A popular way to avoid concurrency is by using locks, so one thread cannot use a resource or access a code snippet while another process is locking it.

However, locking does have a few drawbacks, such as requiring a deadlock management, proper granularity to avoid excess contention, and fault-tolerance on distributed systems scenarios.

Besides lock, there are many other concurrency control methods and implementations, each better suited for different scenarios.

Commitment ordering

Commitment ordering is an optimistic concurrency control method without locks.

Under this method, the object data can only be persisted if the database still contains the same data that created the original object. One way to check this is by versioning the record, where any record update also changes the record version.

Version mismatches can be handled based on the use case. For example, if the function is triggered by users, it's possible to throw an error to them informing that the source data has changed and refresh the data displayed, so they can analyze if the function should still be executed over the new set of data.

This is a fairly easy concurrency control solution for distributed or containerized systems, where the use of external locks can become tricky.

Implementation

Some databases and libraries already offer support for commitment ordering. For example, the SQL Server database offer a column type rowversion, and the ORM library Entity Framework has concurrency tokens. However, the logic is not hard to implement on most SQL databases.

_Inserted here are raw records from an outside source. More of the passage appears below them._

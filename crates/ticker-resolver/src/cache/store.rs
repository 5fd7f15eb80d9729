//! On-disk form of a listing snapshot.
//!
//! ```json
//! {
//!   "stock_data": { "600000": { "code": "600000", "name": "浦发银行", ... } },
//!   "last_update": 1718000000.0
//! }
//! ```
//!
//! Entry order in `stock_data` is the index order. `last_update` keeps
//! microsecond precision.

use std::fs;
use std::io::ErrorKind;
use std::path::{Path, PathBuf};

use chrono::{DateTime, TimeZone, Utc};
use indexmap::IndexMap;
use log::{debug, info};
use serde::{Deserialize, Serialize};

use crate::errors::ResolverError;
use crate::models::{Identifier, InstrumentRecord, ListingSnapshot};

#[derive(Deserialize)]
struct CacheFile {
    stock_data: IndexMap<Identifier, InstrumentRecord>,
    last_update: f64,
}

#[derive(Serialize)]
struct CacheFileRef<'a> {
    stock_data: &'a IndexMap<Identifier, InstrumentRecord>,
    last_update: f64,
}

/// JSON file holding the last published snapshot.
#[derive(Debug, Clone)]
pub struct SnapshotFile {
    path: PathBuf,
}

impl SnapshotFile {
    pub fn new(path: impl Into<PathBuf>) -> Self {
        Self { path: path.into() }
    }

    pub fn path(&self) -> &Path {
        &self.path
    }

    /// Reads the persisted snapshot.
    ///
    /// Returns `Ok(None)` when no file exists and `CacheCorrupt` when the
    /// file cannot be parsed or its records are inconsistent.
    pub fn load(&self) -> Result<Option<ListingSnapshot>, ResolverError> {
        let content = match fs::read_to_string(&self.path) {
            Ok(content) => content,
            Err(e) if e.kind() == ErrorKind::NotFound => {
                debug!("No listing cache at {}", self.path.display());
                return Ok(None);
            }
            Err(e) => return Err(e.into()),
        };

        let file: CacheFile =
            serde_json::from_str(&content).map_err(|e| self.corrupt(e.to_string()))?;

        let built_at = epoch_to_datetime(file.last_update)
            .ok_or_else(|| self.corrupt(format!("invalid last_update {}", file.last_update)))?;

        let mut records = file.stock_data;
        for (key, record) in records.iter_mut() {
            if key != &record.identifier {
                return Err(self.corrupt(format!(
                    "entry '{}' holds record '{}'",
                    key, record.identifier
                )));
            }
            if record.identifier.trim().is_empty() || record.display_name.trim().is_empty() {
                return Err(self.corrupt(format!("entry '{}' has an empty field", key)));
            }
            if record.canonical_name.is_empty() {
                record.canonical_name = record.display_name.clone();
            }
        }

        info!(
            "Loaded {} listings from {} (built {})",
            records.len(),
            self.path.display(),
            built_at
        );
        Ok(Some(ListingSnapshot::from_parts(records, built_at)))
    }

    /// Writes `snapshot`, replacing any previous file.
    ///
    /// The content goes to a sibling temp file first and is renamed over
    /// the target, so readers never see a partial file.
    pub fn save(&self, snapshot: &ListingSnapshot) -> Result<(), ResolverError> {
        if let Some(parent) = self.path.parent() {
            if !parent.as_os_str().is_empty() {
                fs::create_dir_all(parent)?;
            }
        }

        let file = CacheFileRef {
            stock_data: snapshot.records_map(),
            last_update: snapshot.built_at().timestamp_micros() as f64 / 1_000_000.0,
        };
        let content = serde_json::to_string_pretty(&file)?;

        let tmp_path = self.temp_path()?;
        fs::write(&tmp_path, content)?;
        if let Err(e) = fs::rename(&tmp_path, &self.path) {
            let _ = fs::remove_file(&tmp_path);
            return Err(e.into());
        }

        debug!(
            "Saved {} listings to {}",
            snapshot.len(),
            self.path.display()
        );
        Ok(())
    }

    fn temp_path(&self) -> Result<PathBuf, ResolverError> {
        let mut name = self
            .path
            .file_name()
            .ok_or_else(|| {
                std::io::Error::new(
                    ErrorKind::InvalidInput,
                    format!("cache path {} has no file name", self.path.display()),
                )
            })?
            .to_os_string();
        name.push(".tmp");
        Ok(self.path.with_file_name(name))
    }

    fn corrupt(&self, message: String) -> ResolverError {
        ResolverError::CacheCorrupt {
            path: self.path.display().to_string(),
            message,
        }
    }
}

fn epoch_to_datetime(seconds: f64) -> Option<DateTime<Utc>> {
    if !seconds.is_finite() || seconds < 0.0 {
        return None;
    }
    let micros = (seconds * 1_000_000.0).round() as i64;
    let nanos = (micros.rem_euclid(1_000_000) * 1_000) as u32;
    Utc.timestamp_opt(micros.div_euclid(1_000_000), nanos)
        .single()
}
//! Listing provider trait definitions.

use async_trait::async_trait;

use crate::errors::ResolverError;
use crate::models::Market;

use super::table::ListingTable;

/// Trait for upstream listing providers.
///
/// A provider lists every instrument of one universe. The listing source
/// detects identifier and name columns itself, so providers may return
/// whatever columns their upstream publishes.
///
/// # Example
///
/// ```ignore
/// use async_trait::async_trait;
/// use ticker_resolver::provider::{ListingProvider, ListingTable};
///
/// struct FixtureProvider;
///
/// #[async_trait]
/// impl ListingProvider for FixtureProvider {
///     fn id(&self) -> &'static str {
///         "FIXTURE"
///     }
///
///     fn universe(&self) -> Market {
///         Market::Offshore
///     }
///
///     async fn fetch_table(&self) -> Result<ListingTable, ResolverError> {
///         // ... load rows
///     }
/// }
/// ```
#[async_trait]
pub trait ListingProvider: Send + Sync {
    /// Unique identifier for this provider.
    ///
    /// Should be a constant string like "EASTMONEY_A", "SINA_HK", etc.
    /// Used for logging and refresh diagnostics.
    fn id(&self) -> &'static str;

    /// The universe this provider lists.
    fn universe(&self) -> Market;

    /// Provider priority within its universe.
    ///
    /// Lower values are tried first. Default is 10.
    fn priority(&self) -> u8 {
        10
    }

    /// Fetch the full listing.
    ///
    /// An empty table is not an error here; the listing source treats it
    /// as a miss and moves to the next provider.
    async fn fetch_table(&self) -> Result<ListingTable, ResolverError>;
}
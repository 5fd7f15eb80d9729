use std::time::Duration;

use chrono::{DateTime, Utc};
use indexmap::IndexMap;

use super::record::{InstrumentRecord, Market};
use super::types::Identifier;

/// An immutable, fully built listing index plus its build time.
///
/// Records are keyed by identifier and keep their insertion order, which
/// is the order providers returned them in. Matching relies on that order
/// for tie-breaks.
#[derive(Debug, Clone, PartialEq)]
pub struct ListingSnapshot {
    records: IndexMap<Identifier, InstrumentRecord>,
    built_at: DateTime<Utc>,
}

impl ListingSnapshot {
    /// Builds a snapshot from records in provider order.
    ///
    /// A duplicate identifier replaces the earlier record's value but keeps
    /// its original position (last write wins).
    pub fn build<I>(records: I, built_at: DateTime<Utc>) -> Self
    where
        I: IntoIterator<Item = InstrumentRecord>,
    {
        let mut map = IndexMap::new();
        for record in records {
            map.insert(record.identifier.clone(), record);
        }
        Self {
            records: map,
            built_at,
        }
    }

    /// Wraps an identifier-keyed map loaded from storage.
    pub(crate) fn from_parts(
        records: IndexMap<Identifier, InstrumentRecord>,
        built_at: DateTime<Utc>,
    ) -> Self {
        Self { records, built_at }
    }

    pub(crate) fn records_map(&self) -> &IndexMap<Identifier, InstrumentRecord> {
        &self.records
    }

    pub fn get(&self, identifier: &str) -> Option<&InstrumentRecord> {
        self.records.get(identifier)
    }

    /// All records in index order.
    pub fn records(&self) -> impl Iterator<Item = &InstrumentRecord> {
        self.records.values()
    }

    pub fn len(&self) -> usize {
        self.records.len()
    }

    pub fn is_empty(&self) -> bool {
        self.records.is_empty()
    }

    pub fn built_at(&self) -> DateTime<Utc> {
        self.built_at
    }

    /// Number of records listed in `market`.
    pub fn count_for(&self, market: Market) -> usize {
        self.records().filter(|r| r.market == market).count()
    }

    /// Whether more than `threshold` has elapsed between `built_at` and `now`.
    ///
    /// A build time in the future (clock skew) never counts as stale.
    pub fn is_older_than(&self, threshold: Duration, now: DateTime<Utc>) -> bool {
        match (now - self.built_at).to_std() {
            Ok(age) => age > threshold,
            Err(_) => false,
        }
    }
}
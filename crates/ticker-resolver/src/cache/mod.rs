//! Listing cache: the current snapshot, its staleness, refresh and
//! persistence.

mod listing_cache;
mod store;

pub use listing_cache::{CacheState, ListingCache};
pub use store::SnapshotFile;
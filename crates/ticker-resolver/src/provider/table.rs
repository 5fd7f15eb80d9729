//! Tabular listing data as returned by providers, and column detection.

use serde_json::{Map, Value};

/// Cell values that stand for "no data" in provider responses.
const PLACEHOLDERS: [&str; 5] = ["", "nan", "None", "null", "-"];

/// Known `(identifier column, name column)` pairs, tried in order.
pub const COLUMN_CANDIDATES: [ColumnCandidate; 4] = [
    ColumnCandidate::new("symbol", "name"),
    ColumnCandidate::new("代码", "名称"),
    ColumnCandidate::new("Symbol", "Name"),
    ColumnCandidate::new("f12", "f14"),
];

/// A pair of column names that may carry identifier and name.
#[derive(Clone, Copy, Debug, Eq, PartialEq)]
pub struct ColumnCandidate {
    pub identifier: &'static str,
    pub name: &'static str,
}

impl ColumnCandidate {
    pub const fn new(identifier: &'static str, name: &'static str) -> Self {
        Self { identifier, name }
    }
}

/// How the identifier and name columns were picked.
#[derive(Clone, Copy, Debug, Eq, PartialEq)]
pub enum MappingSource {
    /// A known column-name pair matched.
    Named(ColumnCandidate),
    /// No pair matched; the first two columns are used.
    Positional,
}

/// Resolved column positions within a [`ListingTable`].
#[derive(Clone, Copy, Debug, Eq, PartialEq)]
pub struct ColumnMapping {
    pub identifier: usize,
    pub name: usize,
    pub source: MappingSource,
}

/// One `(identifier, display name)` pair read from a provider.
#[derive(Clone, Debug, Eq, PartialEq)]
pub struct ListingRow {
    pub identifier: String,
    pub display_name: String,
}

/// Rows of string cells under named columns.
#[derive(Clone, Debug, Default, PartialEq)]
pub struct ListingTable {
    pub columns: Vec<String>,
    pub rows: Vec<Vec<String>>,
}

impl ListingTable {
    pub fn new(columns: Vec<String>) -> Self {
        Self {
            columns,
            rows: Vec::new(),
        }
    }

    /// Builds a table from JSON objects.
    ///
    /// Columns follow the key order of the first object; keys first seen
    /// in later objects are appended. Missing cells are empty.
    pub fn from_json_objects(objects: &[Map<String, Value>]) -> Self {
        let mut table = Self::default();
        table.extend_from_json_objects(objects);
        table
    }

    /// Appends JSON objects as rows, widening the column set if needed.
    pub fn extend_from_json_objects(&mut self, objects: &[Map<String, Value>]) {
        for object in objects {
            for key in object.keys() {
                if !self.columns.iter().any(|c| c == key) {
                    self.columns.push(key.clone());
                    for row in &mut self.rows {
                        row.push(String::new());
                    }
                }
            }
            let row = self
                .columns
                .iter()
                .map(|column| object.get(column).map(cell_text).unwrap_or_default())
                .collect();
            self.rows.push(row);
        }
    }

    pub fn len(&self) -> usize {
        self.rows.len()
    }

    pub fn is_empty(&self) -> bool {
        self.rows.is_empty()
    }

    fn column_index(&self, name: &str) -> Option<usize> {
        self.columns.iter().position(|c| c == name)
    }

    /// Picks identifier and name columns.
    ///
    /// Tries [`COLUMN_CANDIDATES`] in order, then falls back to the first
    /// two columns. Returns `None` when the table has fewer than two columns.
    pub fn detect_columns(&self) -> Option<ColumnMapping> {
        for candidate in COLUMN_CANDIDATES {
            if let (Some(identifier), Some(name)) = (
                self.column_index(candidate.identifier),
                self.column_index(candidate.name),
            ) {
                return Some(ColumnMapping {
                    identifier,
                    name,
                    source: MappingSource::Named(candidate),
                });
            }
        }

        if self.columns.len() >= 2 {
            return Some(ColumnMapping {
                identifier: 0,
                name: 1,
                source: MappingSource::Positional,
            });
        }

        None
    }

    /// Reads identifier/name pairs through `mapping`.
    ///
    /// Rows whose identifier or name is missing or a placeholder are
    /// skipped one by one; the rest of the table is still read.
    pub fn rows_with(&self, mapping: ColumnMapping) -> Vec<ListingRow> {
        self.rows
            .iter()
            .filter_map(|row| {
                let identifier = row.get(mapping.identifier)?.trim();
                let display_name = row.get(mapping.name)?.trim();
                if is_placeholder(identifier) || is_placeholder(display_name) {
                    return None;
                }
                Some(ListingRow {
                    identifier: identifier.to_string(),
                    display_name: display_name.to_string(),
                })
            })
            .collect()
    }
}

fn is_placeholder(cell: &str) -> bool {
    PLACEHOLDERS.contains(&cell)
}

fn cell_text(value: &Value) -> String {
    match value {
        Value::Null => String::new(),
        Value::String(s) => s.clone(),
        other => other.to_string(),
    }
}
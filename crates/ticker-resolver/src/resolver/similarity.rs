//! Matching-blocks similarity ratio.
//!
//! Ratcliff/Obershelp: repeatedly take the longest common substring,
//! recurse on the pieces to its left and right, and score
//! `2 * matched / (len(a) + len(b))`. Lengths are counted in Unicode
//! scalar values so CJK names compare character by character.

use std::collections::HashMap;

/// Similarity of `a` and `b` in `[0, 1]`; two empty strings score `1.0`.
pub fn similarity(a: &str, b: &str) -> f64 {
    let a: Vec<char> = a.chars().collect();
    let b: Vec<char> = b.chars().collect();

    let total = a.len() + b.len();
    if total == 0 {
        return 1.0;
    }

    2.0 * matched_chars(&a, &b) as f64 / total as f64
}

/// Total size of the matching blocks between `a` and `b`.
fn matched_chars(a: &[char], b: &[char]) -> usize {
    let mut positions: HashMap<char, Vec<usize>> = HashMap::new();
    for (j, c) in b.iter().enumerate() {
        positions.entry(*c).or_default().push(j);
    }

    let mut matched = 0;
    let mut pending = vec![(0, a.len(), 0, b.len())];

    while let Some((alo, ahi, blo, bhi)) = pending.pop() {
        let (i, j, size) = longest_match(a, &positions, alo, ahi, blo, bhi);
        if size == 0 {
            continue;
        }
        matched += size;
        if alo < i && blo < j {
            pending.push((alo, i, blo, j));
        }
        if i + size < ahi && j + size < bhi {
            pending.push((i + size, ahi, j + size, bhi));
        }
    }

    matched
}

/// Longest common run of `a[alo..ahi]` and `b[blo..bhi]` as
/// `(start_in_a, start_in_b, len)`. The earliest run wins on ties.
fn longest_match(
    a: &[char],
    positions: &HashMap<char, Vec<usize>>,
    alo: usize,
    ahi: usize,
    blo: usize,
    bhi: usize,
) -> (usize, usize, usize) {
    let (mut best_i, mut best_j, mut best_size) = (alo, blo, 0);
    // run length of the match ending at b[j], for the previous row of a
    let mut run_ending_at: HashMap<usize, usize> = HashMap::new();

    for (i, c) in a.iter().enumerate().take(ahi).skip(alo) {
        let mut next_runs = HashMap::new();
        if let Some(js) = positions.get(c) {
            for &j in js {
                if j < blo {
                    continue;
                }
                if j >= bhi {
                    break;
                }
                let run = j
                    .checked_sub(1)
                    .and_then(|prev| run_ending_at.get(&prev))
                    .copied()
                    .unwrap_or(0)
                    + 1;
                next_runs.insert(j, run);
                if run > best_size {
                    best_i = i + 1 - run;
                    best_j = j + 1 - run;
                    best_size = run;
                }
            }
        }
        run_ending_at = next_runs;
    }

    (best_i, best_j, best_size)
}

#[cfg(test)]
mod tests {
    use super::*;

    fn assert_close(actual: f64, expected: f64) {
        assert!(
            (actual - expected).abs() < 1e-9,
            "expected {}, got {}",
            expected,
            actual
        );
    }

    #[test]
    fn test_identical_strings() {
        assert_close(similarity("浦发银行", "浦发银行"), 1.0);
    }

    #[test]
    fn test_empty_strings() {
        assert_close(similarity("", ""), 1.0);
        assert_close(similarity("", "腾讯"), 0.0);
    }

    #[test]
    fn test_disjoint_strings() {
        assert_close(similarity("比亚迪", "浦发银行"), 0.0);
    }

    #[test]
    fn test_counts_characters_not_bytes() {
        // 3 of 4 chars shared: 2 * 3 / 7
        assert_close(similarity("立讯精", "立讯精密"), 6.0 / 7.0);
    }

    #[test]
    fn test_prefix_match_ratio() {
        assert_eq!(similarity("ABCXY", "ABCZW"), 0.6);
        assert_close(similarity("ABCXY", "ABCZWV"), 6.0 / 11.0);
    }

    #[test]
    fn test_recurses_on_both_sides() {
        // blocks "a" then "cd": 2 * 3 / 8
        assert_close(similarity("abcd", "axcd"), 0.75);
        // "bc" in the middle plus "a" on the left and "d" on the right
        assert_close(similarity("abcd", "abcd"), 1.0);
        assert_close(similarity("xabcdy", "abzcd"), 2.0 * 4.0 / 11.0);
    }

    #[test]
    fn test_symmetric_on_simple_inputs() {
        assert_close(similarity("中国平安", "平安银行"), similarity("平安银行", "中国平安"));
    }
}
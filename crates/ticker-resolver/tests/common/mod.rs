//! Common test utilities and fixtures

#![allow(dead_code)]

use std::sync::atomic::{AtomicBool, AtomicUsize, Ordering};
use std::sync::Arc;
use std::time::Duration;

use async_trait::async_trait;
use tracing_subscriber::prelude::*;
use tracing_subscriber::{fmt, EnvFilter};

use ticker_resolver::{
    ListingCache, ListingProvider, ListingSource, ListingTable, Market, ResolverConfig,
    ResolverError, ResolverService, StaticListingProvider,
};

/// Install a test subscriber once; `RUST_LOG` controls verbosity.
pub fn init_logging() {
    let filter = EnvFilter::try_from_default_env().unwrap_or_else(|_| EnvFilter::new("warn"));
    let _ = tracing_subscriber::registry()
        .with(filter)
        .with(fmt::layer().with_test_writer())
        .try_init();
}

/// Provider backed by a fixed table that counts calls, can be switched to
/// failing, and can be slowed down.
pub struct FakeProvider {
    id: &'static str,
    universe: Market,
    priority: u8,
    table: ListingTable,
    delay: Duration,
    pub calls: AtomicUsize,
    pub failing: AtomicBool,
}

impl FakeProvider {
    pub fn new(id: &'static str, universe: Market, pairs: &[(&str, &str)]) -> Self {
        let mut table = ListingTable::new(vec!["代码".to_string(), "名称".to_string()]);
        table.rows = pairs
            .iter()
            .map(|(code, name)| vec![code.to_string(), name.to_string()])
            .collect();
        Self {
            id,
            universe,
            priority: 10,
            table,
            delay: Duration::ZERO,
            calls: AtomicUsize::new(0),
            failing: AtomicBool::new(false),
        }
    }

    pub fn failing(id: &'static str, universe: Market) -> Self {
        let provider = Self::new(id, universe, &[]);
        provider.failing.store(true, Ordering::SeqCst);
        provider
    }

    pub fn with_priority(mut self, priority: u8) -> Self {
        self.priority = priority;
        self
    }

    pub fn with_delay(mut self, delay: Duration) -> Self {
        self.delay = delay;
        self
    }

    pub fn call_count(&self) -> usize {
        self.calls.load(Ordering::SeqCst)
    }

    pub fn set_failing(&self, failing: bool) {
        self.failing.store(failing, Ordering::SeqCst);
    }
}

#[async_trait]
impl ListingProvider for FakeProvider {
    fn id(&self) -> &'static str {
        self.id
    }

    fn universe(&self) -> Market {
        self.universe
    }

    fn priority(&self) -> u8 {
        self.priority
    }

    async fn fetch_table(&self) -> Result<ListingTable, ResolverError> {
        self.calls.fetch_add(1, Ordering::SeqCst);
        if !self.delay.is_zero() {
            tokio::time::sleep(self.delay).await;
        }
        if self.failing.load(Ordering::SeqCst) {
            return Err(ResolverError::SourceUnavailable {
                provider: self.id.to_string(),
                message: "connection refused".to_string(),
            });
        }
        Ok(self.table.clone())
    }
}

/// A-share listing used across the scenarios.
pub fn domestic_listing() -> StaticListingProvider {
    StaticListingProvider::from_pairs(
        "TEST_A",
        Market::Domestic,
        &[
            ("600001", "浦发银行"),
            ("000002", "*ST万科"),
            ("601318", "中国平安"),
            ("600519", "贵州茅台"),
            ("002594", "比亚迪"),
        ],
    )
}

/// Hong Kong listing used across the scenarios.
pub fn offshore_listing() -> StaticListingProvider {
    StaticListingProvider::from_pairs(
        "TEST_HK",
        Market::Offshore,
        &[("00700", "腾讯控股"), ("09988", "阿里巴巴-W"), ("01211", "比亚迪股份")],
    )
}

/// Config suitable for tests: no retry cooldown, short provider timeout.
pub fn test_config() -> ResolverConfig {
    ResolverConfig::default()
        .with_provider_timeout(Duration::from_millis(500))
        .with_retry_cooldown(Duration::ZERO)
}

pub fn in_memory_service(providers: Vec<Arc<dyn ListingProvider>>) -> ResolverService {
    let config = test_config();
    let source = ListingSource::new(providers, config.provider_timeout);
    ResolverService::new(ListingCache::in_memory(source, &config))
}

pub fn standard_service() -> ResolverService {
    in_memory_service(vec![
        Arc::new(domestic_listing()),
        Arc::new(offshore_listing()),
    ])
}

The example below demonstrates a simplified implementation, handling mismatches by simply restarting the process from scratch and reloading all the entities with the most up-to-date data.

var userId = 1;

// Setup
var userRepository = new UserRepository();
var parallelOptions = new ParallelOptions() 
{ 
    MaxDegreeOfParallelism = 10 
};

// Execution
Parallel.For(0, 10_000, parallelOptions, (attempt) => 
{
    var successful = false;

    do
    {
        var user = repo.GetByID(id);
        user!.IncrementalValue++;

        successful = repo.TryUpdateWithToken(user);
    } while(!successful);
});
// UserRepository Class
public bool TryUpdateWithToken(User user)
{
    var newVersion = Guid.NewGuid();

    using(var conn = new MySqlConnection(ConnectionString))
    using(var command = conn.CreateCommand())
    {
        command.CommandText = "UPDATE User SET total = @total, version = @newVersion WHERE id = @id AND version = @oldVersion;";
        command.Parameters.AddWithValue("@id", user.ID);
        command.Parameters.AddWithValue("@total", user.IncrementalValue);
        command.Parameters.AddWithValue("@oldVersion", user.Version);
        command.Parameters.AddWithValue("@newVersion", newVersion);

        conn.Open();
        var changedRowCount = command.ExecuteNonQuery();
        var hasChanged = changedRowCount > 0;

        if(hasChanged)
            user.Version = newVersion;

        return hasChanged;
    }
}

After the execution, the IncrementalValue correctly ends up with 10000. However, this handling strategy is best suited for situations where only a small amount of threads try update the same entity in parallel, otherwise the continuous retries can become computationaly expensive.

For this demonstration alone, each iteration triggered 9 version mismatches on average before finally being able to execute a successful update, so the UPDATE function was executed around 90000 times.